(Beginning of Provided records)

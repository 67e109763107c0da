use chrono::NaiveDate;
use serde::{Deserialize, Serialize};
use std::fs::File;
use std::io::Read;
use std::path::Path;

use super::domain::Account;

/// Partial update for one account, keyed by account number.
#[derive(Debug, Clone, Default, PartialEq, Serialize, Deserialize)]
pub struct ImportRecord {
    #[serde(alias = "accountNumber")]
    pub account_number: String,
    #[serde(default, alias = "outstandingBalance", alias = "currentBalance")]
    pub outstanding_balance: Option<f64>,
    #[serde(default, alias = "lastPaymentAmount")]
    pub last_payment_amount: Option<f64>,
    #[serde(default, alias = "lastPaymentDate")]
    pub last_payment_date: Option<NaiveDate>,
    #[serde(default, alias = "totalDaysInArrears", alias = "daysPastDue")]
    pub days_in_arrears: Option<f64>,
}

impl ImportRecord {
    fn apply_to(&self, account: &mut Account) {
        if let Some(balance) = self.outstanding_balance {
            account.outstanding_balance = Some(balance);
        }
        if let Some(amount) = self.last_payment_amount {
            account.last_payment_amount = Some(amount);
        }
        if let Some(date) = self.last_payment_date {
            account.last_payment_date = Some(date);
        }
        if let Some(days) = self.days_in_arrears {
            account.days_in_arrears = Some(days);
        }
    }
}

/// Result of merging a batch of import records into a collection.
#[derive(Debug, Clone, Default, PartialEq)]
pub struct MergeOutcome {
    pub accounts: Vec<Account>,
    pub updated: usize,
    pub unmatched: Vec<String>,
}

/// Applies `records` to copies of `accounts`. Rows whose account number is
/// unknown are reported in `unmatched`; later rows for the same account win.
pub fn merge_records(accounts: &[Account], records: &[ImportRecord]) -> MergeOutcome {
    let mut merged = accounts.to_vec();
    let mut touched = vec![false; merged.len()];
    let mut unmatched = Vec::new();

    for record in records {
        let number = record.account_number.trim();
        match merged
            .iter()
            .position(|account| account.account_number == number)
        {
            Some(index) => {
                record.apply_to(&mut merged[index]);
                touched[index] = true;
            }
            None => unmatched.push(number.to_string()),
        }
    }

    MergeOutcome {
        updated: touched.iter().filter(|flag| **flag).count(),
        accounts: merged,
        unmatched,
    }
}

/// Error raised while reading account or import files.
#[derive(Debug, thiserror::Error)]
pub enum ImportError {
    #[error("failed to read import file: {0}")]
    Io(#[from] std::io::Error),
    #[error("failed to parse CSV import: {0}")]
    Csv(#[from] csv::Error),
    #[error("failed to parse JSON import: {0}")]
    Json(#[from] serde_json::Error),
}

fn csv_reader<R: Read>(reader: R) -> csv::Reader<R> {
    csv::ReaderBuilder::new()
        .trim(csv::Trim::All)
        .from_reader(reader)
}

/// Reads account records from CSV. Rows without an `id` use their account
/// number as identity.
pub fn read_accounts<R: Read>(reader: R) -> Result<Vec<Account>, ImportError> {
    let mut accounts = Vec::new();
    for row in csv_reader(reader).deserialize::<Account>() {
        accounts.push(with_identity(row?));
    }
    Ok(accounts)
}

pub fn read_import_records<R: Read>(reader: R) -> Result<Vec<ImportRecord>, ImportError> {
    let mut records = Vec::new();
    for row in csv_reader(reader).deserialize::<ImportRecord>() {
        records.push(row?);
    }
    Ok(records)
}

/// Loads accounts from a `.json` array or, for any other extension, CSV.
pub fn load_accounts_from_path(path: impl AsRef<Path>) -> Result<Vec<Account>, ImportError> {
    let path = path.as_ref();
    let file = File::open(path)?;
    let is_json = path
        .extension()
        .and_then(|ext| ext.to_str())
        .map(|ext| ext.eq_ignore_ascii_case("json"))
        .unwrap_or(false);

    if is_json {
        let accounts: Vec<Account> = serde_json::from_reader(file)?;
        Ok(accounts.into_iter().map(with_identity).collect())
    } else {
        read_accounts(file)
    }
}

fn with_identity(mut account: Account) -> Account {
    if account.id.as_str().is_empty() {
        account.id = super::domain::AccountId::new(account.account_number.clone());
    }
    account
}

(End of Provided records)

Exercise objective
Check every line above for the string "parse" and copy those that have it.

Answer for the task
    #[error("failed to parse CSV import: {0}")]
    #[error("failed to parse JSON import: {0}")]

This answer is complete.